Auburn's Emerging Leaders Curriculum begins with an in-person multi-day Intensive followed by 12 monthly virtual sessions. The virtual curriculum is designed to deepen and extend learning from the intensive, provide opportunities for cohort members to learn through facilitating practices with each other, and discuss and reflect on experiences of using the practices in community contexts. Through the year-long curriculum, Emerging Leader cohorts deepen their grounding in faith traditions and a multifaith community of learners; become better equipped with vocational practices and tools to sustain their work long-term and intergenerationally, and connect with other leaders who are committed to healing the world with peers across religious and cultural difference.

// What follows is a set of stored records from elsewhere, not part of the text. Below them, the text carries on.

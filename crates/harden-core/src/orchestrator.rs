//! ApplyOrchestrator: run the safety guard over many targets
//!
//! Targets are independent. A rollback or fatal error on one never stops the
//! rest, and every target gets a report. Targets that resolve to the same
//! file share a lane and run one after another in input order; distinct
//! lanes may run on separate worker threads.

use std::collections::HashMap;
use std::fmt;
use std::path::{Path, PathBuf};
use std::sync::Arc;
use std::thread;

use serde::Serialize;

use crate::directive::Directive;
use crate::guard::{ApplyResult, SafetyGuard};
use crate::paths::{ConfigFile, PathResolver};
use crate::reconcile::Plan;
use crate::validate::{NoopValidator, Validator};
use crate::{Error, Result};

/// Which file a target addresses.
#[derive(Debug, Clone, PartialEq, Eq)]
pub enum TargetFile {
    /// Resolved through the orchestrator's [`PathResolver`]
    Known(ConfigFile),
    /// Used as given
    Path(PathBuf),
}

impl From<ConfigFile> for TargetFile {
    fn from(file: ConfigFile) -> Self {
        Self::Known(file)
    }
}

impl From<PathBuf> for TargetFile {
    fn from(path: PathBuf) -> Self {
        Self::Path(path)
    }
}

impl From<&Path> for TargetFile {
    fn from(path: &Path) -> Self {
        Self::Path(path.to_path_buf())
    }
}

/// One file, the directives it should carry, and how to check it.
#[derive(Clone)]
pub struct Target {
    pub file: TargetFile,
    pub directives: Vec<Directive>,
    pub validator: Arc<dyn Validator>,
}

impl Target {
    pub fn new(
        file: impl Into<TargetFile>,
        directives: Vec<Directive>,
        validator: Arc<dyn Validator>,
    ) -> Self {
        Self {
            file: file.into(),
            directives,
            validator,
        }
    }

    /// A target whose result is not checked by any validator.
    pub fn unvalidated(file: impl Into<TargetFile>, directives: Vec<Directive>) -> Self {
        Self::new(file, directives, Arc::new(NoopValidator))
    }
}

impl fmt::Debug for Target {
    fn fmt(&self, f: &mut fmt::Formatter<'_>) -> fmt::Result {
        f.debug_struct("Target")
            .field("file", &self.file)
            .field("directives", &self.directives)
            .field("validator", &self.validator.describe())
            .finish()
    }
}

/// Final state of one target.
#[derive(Debug, Clone, Copy, PartialEq, Eq, PartialOrd, Ord, Serialize)]
#[serde(rename_all = "snake_case")]
pub enum TargetStatus {
    /// New document in place (validated, or validation skipped)
    Success,
    /// Validator rejected the change; original restored
    RolledBack,
    /// Could not read, back up or write; nothing verified was changed
    Failed,
    /// Worker stopped before reporting; file state unknown
    Interrupted,
    /// Original could not be restored; needs attention
    RollbackFailed,
}

impl fmt::Display for TargetStatus {
    fn fmt(&self, f: &mut fmt::Formatter<'_>) -> fmt::Result {
        let label = match self {
            Self::Success => "success",
            Self::RolledBack => "rolled back",
            Self::Failed => "failed",
            Self::Interrupted => "interrupted",
            Self::RollbackFailed => "ROLLBACK FAILED",
        };
        f.write_str(label)
    }
}

/// Report for one target.
#[derive(Debug)]
pub struct TargetReport {
    pub path: PathBuf,
    pub outcome: Result<ApplyResult>,
}

impl TargetReport {
    pub fn status(&self) -> TargetStatus {
        match &self.outcome {
            Ok(result) if result.rolled_back => TargetStatus::RolledBack,
            Ok(_) => TargetStatus::Success,
            Err(Error::Interrupted { .. }) => TargetStatus::Interrupted,
            Err(Error::RollbackFailed { .. }) => TargetStatus::RollbackFailed,
            Err(_) => TargetStatus::Failed,
        }
    }
}

/// Reports for every target, in input order.
#[derive(Debug, Default)]
pub struct RunReport {
    pub targets: Vec<TargetReport>,
}

impl RunReport {
    /// Every target ended in [`TargetStatus::Success`].
    pub fn success(&self) -> bool {
        self.targets
            .iter()
            .all(|t| t.status() == TargetStatus::Success)
    }

    /// The most severe status across all targets.
    pub fn worst(&self) -> TargetStatus {
        self.targets
            .iter()
            .map(TargetReport::status)
            .max()
            .unwrap_or(TargetStatus::Success)
    }

    pub fn count(&self, status: TargetStatus) -> usize {
        self.targets.iter().filter(|t| t.status() == status).count()
    }
}

/// Drives [`SafetyGuard`] across targets.
pub struct ApplyOrchestrator {
    guard: SafetyGuard,
    resolver: Box<dyn PathResolver>,
    max_workers: usize,
}

impl ApplyOrchestrator {
    pub fn new(guard: SafetyGuard, resolver: Box<dyn PathResolver>) -> Self {
        Self {
            guard,
            resolver,
            max_workers: 1,
        }
    }

    /// Allow up to `workers` distinct files to be processed concurrently.
    pub fn with_max_workers(mut self, workers: usize) -> Self {
        self.max_workers = workers.max(1);
        self
    }

    pub fn resolver(&self) -> &dyn PathResolver {
        self.resolver.as_ref()
    }

    pub fn guard(&self) -> &SafetyGuard {
        &self.guard
    }

    /// Concrete path for a target file.
    pub fn resolve(&self, file: &TargetFile) -> PathBuf {
        match file {
            TargetFile::Known(known) => self.resolver.config_path(*known),
            TargetFile::Path(path) => path.clone(),
        }
    }

    /// Apply every target and collect the results.
    pub fn run(&self, targets: &[Target]) -> RunReport {
        let paths: Vec<PathBuf> = targets.iter().map(|t| self.resolve(&t.file)).collect();
        let lanes = lanes(&paths);

        tracing::info!(
            targets = targets.len(),
            lanes = lanes.len(),
            workers = self.max_workers.min(lanes.len().max(1)),
            "starting run"
        );

        let mut slots: Vec<Option<TargetReport>> = targets.iter().map(|_| None).collect();

        if self.max_workers <= 1 || lanes.len() <= 1 {
            for (index, (target, path)) in targets.iter().zip(&paths).enumerate() {
                if let Some(slot) = slots.get_mut(index) {
                    *slot = Some(self.apply_one(target, path));
                }
            }
        } else {
            let workers = self.max_workers.min(lanes.len());
            let mut buckets: Vec<Vec<usize>> = vec![Vec::new(); workers];
            for (n, lane) in lanes.iter().enumerate() {
                buckets[n % workers].extend(lane);
            }

            let finished: Vec<(usize, TargetReport)> = thread::scope(|scope| {
                let handles: Vec<_> = buckets
                    .iter()
                    .map(|bucket| {
                        let paths = &paths;
                        scope.spawn(move || {
                            bucket
                                .iter()
                                .filter_map(|&i| {
                                    let target = targets.get(i)?;
                                    let path = paths.get(i)?;
                                    Some((i, self.apply_one(target, path)))
                                })
                                .collect::<Vec<_>>()
                        })
                    })
                    .collect();

                handles
                    .into_iter()
                    .flat_map(|h| match h.join() {
                        Ok(reports) => reports,
                        Err(_) => {
                            tracing::error!("worker panicked");
                            Vec::new()
                        }
                    })
                    .collect()
            });

            for (index, report) in finished {
                if let Some(slot) = slots.get_mut(index) {
                    *slot = Some(report);
                }
            }
        }

        let targets = slots
            .into_iter()
            .zip(paths)
            .map(|(slot, path)| {
                slot.unwrap_or_else(|| TargetReport {
                    outcome: Err(Error::Interrupted { path: path.clone() }),
                    path,
                })
            })
            .collect();

        RunReport { targets }
    }

    /// Dry-run every target.
    pub fn plan(&self, targets: &[Target]) -> Vec<(PathBuf, Result<Plan>)> {
        targets
            .iter()
            .map(|target| {
                let path = self.resolve(&target.file);
                let plan = self.guard.plan(&path, &target.directives);
                (path, plan)
            })
            .collect()
    }

    fn apply_one(&self, target: &Target, path: &Path) -> TargetReport {
        let span = tracing::info_span!("target", path = %path.display());
        let _entered = span.enter();

        let outcome = self
            .guard
            .apply(path, &target.directives, target.validator.as_ref());
        if let Err(e) = &outcome {
            if e.is_urgent() {
                tracing::error!(error = %e, "target needs manual recovery");
            } else {
                tracing::warn!(error = %e, "target failed");
            }
        }

        TargetReport {
            path: path.to_path_buf(),
            outcome,
        }
    }
}

/// Group target indices by the file they touch, keeping first-seen order
/// both across and within lanes.
fn lanes(paths: &[PathBuf]) -> Vec<Vec<usize>> {
    let mut by_key: HashMap<PathBuf, usize> = HashMap::new();
    let mut lanes: Vec<Vec<usize>> = Vec::new();

    for (index, path) in paths.iter().enumerate() {
        let key = harden_fs::lane_key(path);
        match by_key.get(&key) {
            Some(&lane) => {
                if let Some(lane) = lanes.get_mut(lane) {
                    lane.push(index);
                }
            }
            None => {
                by_key.insert(key, lanes.len());
                lanes.push(vec![index]);
            }
        }
    }

    lanes
}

Auburn Emerging Leaders Program '25

Taught by Rev. Dr. Shannon Daley-Harris and Auburn Team

This 12-month virtual journey strengthens emerging faith leaders to integrate love, justice, and community-building within their ministry contexts—bridging divides through spiritually grounded leadership and reflective practice.

Rev. Dr. Shannon Daley-Harris and Auburn Team

Meet Your Instructor,
Rev. Dr. Shannon Daley-Harris and Auburn Team

The Rev. Dr. Shannon Daley-Harris is the Associate Dean of Auburn Theological Seminary, where she guides Auburn's Emerging Leaders program and other leadership development programs. Shannon is grounded in the Presbyterian Church (U.S.A.) as an ordained minister of Word and Sacrament and grateful for more than 35 years' participation in Jewish community life through her husband Sam. Shannon comes to the work equipped through three decades of guiding multifaith engagement in the Children's Defense Fund's child advocacy efforts. She holds a D.Min. from Drew Theological School, and M.Div. form Wesley Theological Seminary, and a B.A. with a concentration in Religious Studies from Brown University. She is the author of Hope for the Future: Answering God's Call to Justice for our Children and co-author of The Just Love Story Bible, along numerous other publications.